Week one, and Wednesday morning was absolutely gorgeous here in London. Mike and I postponed a visit to some friends with a new young child and planned to head out around 4pm and try our luck in The Queue. Such a beautiful day was simply too hard to pass up.

By the time we got into the end of the queue, it was about 4:55pm and even after only 15 minutes, about another 50m of queue had formed behind us. The queue was slightly shorter than the two queues had joined the previous year after work. I guess I was about 20 minutes earlier than last year. We were prepared for hours of boredom in the queue (followed by the distinct possibility of not getting in due to the exceptional weather) – armed with newspapers, magazines, water and ham and cheese croissants from the best French bakery this side of the channel.

However, Mike was surprised by the speed of the queue and 1 hours and five minutes after joining the end of the queue, we were paying our 8-pound general admission fee and getting through the gates at SW19.

I showed Mike the souvenir shop (was thinking about more towels – I bought two last year) then we headed off to court 18 where I hoped Andy Roddick was still playing. But, he had cleaned up his opponent in straight sets (unbeknownst to us) and we ended up waiting for a British ladies doubles match to start. We had a good view of another ladies doubles match on court 17 so we watched that. Eventually the crowd dispersed from court 18 when it became apparent that the match wasn’t going to happen that night.

So, Mike and I headed off to an outside court where a men’s doubles match was just starting between an Aussie pair (Eagle and Stolle) and another pair I had never heard of at all. The Aussies were doing quite well, and were amused by the chants of ‘Aussie, Aussie, Aussie, Oi, Oi, Oi’ that went on from time to time. There was also a mad older man that would hold up an Aussie flag after one game and yell ‘Aussie’ and the next time it would be a Dutch flag and he’d yell something of uncertain origins. It didn’t help that we didn’t know who the Aussies were facing (Rogier Wassen [Netherlands] and Robert Kendrick [USA] - whoever they were).

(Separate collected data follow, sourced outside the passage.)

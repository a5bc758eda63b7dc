use rand::RngCore;

const CONTEXT: &str = "oerc-site 2025 account password v1";

/// Salted BLAKE3 password digest.
#[derive(Clone, Debug, PartialEq, Eq)]
pub struct PasswordHash {
    salt: [u8; 16],
    digest: blake3::Hash,
}

impl PasswordHash {
    pub fn new(password: &str) -> Self {
        let mut salt = [0u8; 16];
        rand::thread_rng().fill_bytes(&mut salt);
        Self {
            digest: digest(&salt, password),
            salt,
        }
    }

    /// Constant-time comparison against a candidate password.
    pub fn verify(&self, password: &str) -> bool {
        digest(&self.salt, password) == self.digest
    }

    /// `salt$digest`, both hex.
    pub fn to_encoded(&self) -> String {
        format!("{}${}", hex::encode(self.salt), self.digest.to_hex())
    }
}

fn digest(salt: &[u8; 16], password: &str) -> blake3::Hash {
    let mut hasher = blake3::Hasher::new_derive_key(CONTEXT);
    hasher.update(salt);
    hasher.update(password.as_bytes());
    hasher.finalize()
}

I think Mike appreciated the tennis a bit more live than the hours I watch on TV. And the weather and atmosphere at Wimbledon more than made it a fantastic evening. We wandered back (via the souvenir shop where Mike bought me a dressing gown) to the tube station and we got home by 10:35pm. Brixton was very lively when we hopped off the tube and waited for a bus. We jammed ourselves onto a bus and headed home up the hill.